Return exactly those lines of the material that fall between the line with "tones: vec![(100 +" and the final line, both included.

BEGIN TASK INPUTS

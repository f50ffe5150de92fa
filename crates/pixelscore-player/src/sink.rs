//! Output sink capabilities.
//!
//! The scheduler never talks to hardware directly. Tone emission goes
//! through [`ToneOutput`], supplied by the host; a registered
//! [`StepHandler`] overrides it and receives each step's whole batch
//! instead.

/// Tone emission capability.
///
/// `play_tone` is fire-and-forget: the scheduler never waits for a
/// tone to finish. It keeps its own time and calls `stop_all_tones`
/// at every synchronization boundary, which may cut tones short when
/// their requested duration exceeds the step's quantum.
pub trait ToneOutput: Send + Sync {
    /// Start a tone at `frequency_hz` for `duration_ms`.
    fn play_tone(&self, frequency_hz: u32, duration_ms: u64);

    /// Silence everything immediately.
    fn stop_all_tones(&self);
}

/// Per-step batch callback, replacing the default tone sink.
///
/// The four slices are aligned by position and equally long: entry `i`
/// is the note at `notes[i]`, sounding at `frequencies_hz[i]` for
/// `durations_ms[i]`, introduced by channel `channels[i]`.
pub trait StepHandler: Send + Sync {
    /// Receive one scheduling step's emission batch.
    fn on_step(&self, channels: &[usize], notes: &[u8], frequencies_hz: &[u32], durations_ms: &[u64]);
}

/// Tone sink that discards everything. For headless hosts and tests.
#[derive(Debug, Clone, Copy, Default)]
pub struct NullTone;

impl ToneOutput for NullTone {
    fn play_tone(&self, _frequency_hz: u32, _duration_ms: u64) {}

    fn stop_all_tones(&self) {}
}
//! Fire-and-forget sink dispatch.
//!
//! Sink calls run on a dedicated worker thread fed through a bounded
//! channel, so a slow handler or tone driver never stalls the
//! scheduler's timing. Jobs are never awaited; when the queue is full
//! the newest job is dropped (best effort - the "silence all" signal
//! at the next boundary supersedes it anyway). Silencing itself
//! bypasses this worker entirely.

use crate::sink::{StepHandler, ToneOutput};
use pixelscore_core::StepBatch;
use std::sync::Arc;
use std::sync::mpsc::{self, SyncSender};
use std::thread::JoinHandle;

/// Upper bound on queued, not-yet-delivered step jobs.
pub const MAX_PENDING_STEPS: usize = 8;

/// One step's worth of sink work.
pub(crate) enum StepJob {
    /// Default sink: one tone trigger per batch entry.
    Tones {
        /// Tone capability to drive.
        tone: Arc<dyn ToneOutput>,
        /// (frequency_hz, duration_ms) per entry.
        tones: Vec<(u32, u64)>,
    },
    /// Handler override: the whole batch as four aligned sequences.
    Batch {
        /// Registered handler.
        handler: Arc<dyn StepHandler>,
        channels: Vec<usize>,
        notes: Vec<u8>,
        frequencies_hz: Vec<u32>,
        durations_ms: Vec<u64>,
    },
}

impl StepJob {
    pub(crate) fn tones(tone: Arc<dyn ToneOutput>, batch: &StepBatch) -> Self {
        StepJob::Tones {
            tone,
            tones: batch
                .entries
                .iter()
                .map(|e| (e.frequency_hz, e.duration_ms))
                .collect(),
        }
    }

    pub(crate) fn batch(handler: Arc<dyn StepHandler>, batch: &StepBatch) -> Self {
        StepJob::Batch {
            handler,
            channels: batch.entries.iter().map(|e| e.channel).collect(),
            notes: batch.entries.iter().map(|e| e.note).collect(),
            frequencies_hz: batch.entries.iter().map(|e| e.frequency_hz).collect(),
            durations_ms: batch.entries.iter().map(|e| e.duration_ms).collect(),
        }
    }

    fn run(self) {
        match self {
            StepJob::Tones { tone, tones } => {
                for (frequency_hz, duration_ms) in tones {
                    tone.play_tone(frequency_hz, duration_ms);
                }
            }
            StepJob::Batch {
                handler,
                channels,
                notes,
                frequencies_hz,
                durations_ms,
            } => {
                handler.on_step(&channels, &notes, &frequencies_hz, &durations_ms);
            }
        }
    }
}

/// Worker thread draining step jobs in submission order.
pub(crate) struct Dispatcher {
    tx: Option<SyncSender<StepJob>>,
    worker: Option<JoinHandle<()>>,
}

impl Dispatcher {
    pub(crate) fn new() -> Self {
        let (tx, rx) = mpsc::sync_channel::<StepJob>(MAX_PENDING_STEPS);
        let worker = std::thread::spawn(move || {
            // Exits when the sender side is dropped.
            for job in rx {
                job.run();
            }
        });
        Dispatcher {
            tx: Some(tx),
            worker: Some(worker),
        }
    }

    /// Enqueue without blocking; drops the job when the queue is full.
    pub(crate) fn submit(&self, job: StepJob) {
        if let Some(tx) = &self.tx {
            let _ = tx.try_send(job);
        }
    }
}

impl Drop for Dispatcher {
    fn drop(&mut self) {
        // Close the channel first so the worker's iterator ends.
        self.tx.take();
        if let Some(worker) = self.worker.take() {
            let _ = worker.join();
        }
    }
}

#[cfg(test)]
mod tests {
    use super::*;
    use parking_lot::Mutex;
    use std::time::Duration;

    #[derive(Default)]
    struct RecordingTone {
        played: Mutex<Vec<(u32, u64)>>,
    }

    impl ToneOutput for RecordingTone {
        fn play_tone(&self, frequency_hz: u32, duration_ms: u64) {
            self.played.lock().push((frequency_hz, duration_ms));
        }

        fn stop_all_tones(&self) {}
    }

    #[test]
    fn test_jobs_delivered_in_order() {
        let tone = Arc::new(RecordingTone::default());
        {
            let dispatcher = Dispatcher::new();
            for i in 0..4u32 {
                dispatcher.submit(StepJob::Tones {
                    tone: tone.clone(),
                    tones: vec![(100 + i, 10)],
                });
            }
            // Drop joins the worker, so all jobs have run afterwards.
        }
        let played = tone.played.lock();
        assert_eq!(played.as_slice(), &[(100, 10), (101, 10), (102, 10), (103, 10)]);
    }

    #[test]
    fn test_full_queue_drops_instead_of_blocking() {
        struct SlowTone;
        impl ToneOutput for SlowTone {
            fn play_tone(&self, _: u32, _: u64) {
                std::thread::sleep(Duration::from_millis(50));
            }
            fn stop_all_tones(&self) {}
        }

        let dispatcher = Dispatcher::new();
        let start = std::time::Instant::now();
        for _ in 0..(MAX_PENDING_STEPS * 4) {
            dispatcher.submit(StepJob::Tones {
                tone: Arc::new(SlowTone),
                tones: vec![(440, 1)],
            });
        }
        // Submission must not serialize behind the slow worker.
        assert!(start.elapsed() < Duration::from_millis(50));
    }
}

END TASK INPUTS

# RESULT OF THE TASK
                    tones: vec![(100 + i, 10)],
                });
            }
            // Drop joins the worker, so all jobs have run afterwards.
        }
        let played = tone.played.lock();
        assert_eq!(played.as_slice(), &[(100, 10), (101, 10), (102, 10), (103, 10)]);
    }

    #[test]
    fn test_full_queue_drops_instead_of_blocking() {
        struct SlowTone;
        impl ToneOutput for SlowTone {
            fn play_tone(&self, _: u32, _: u64) {
                std::thread::sleep(Duration::from_millis(50));
            }
            fn stop_all_tones(&self) {}
        }

        let dispatcher = Dispatcher::new();
        let start = std::time::Instant::now();
        for _ in 0..(MAX_PENDING_STEPS * 4) {
            dispatcher.submit(StepJob::Tones {
                tone: Arc::new(SlowTone),
                tones: vec![(440, 1)],
            });
        }
        // Submission must not serialize behind the slow worker.
        assert!(start.elapsed() < Duration::from_millis(50));
    }
}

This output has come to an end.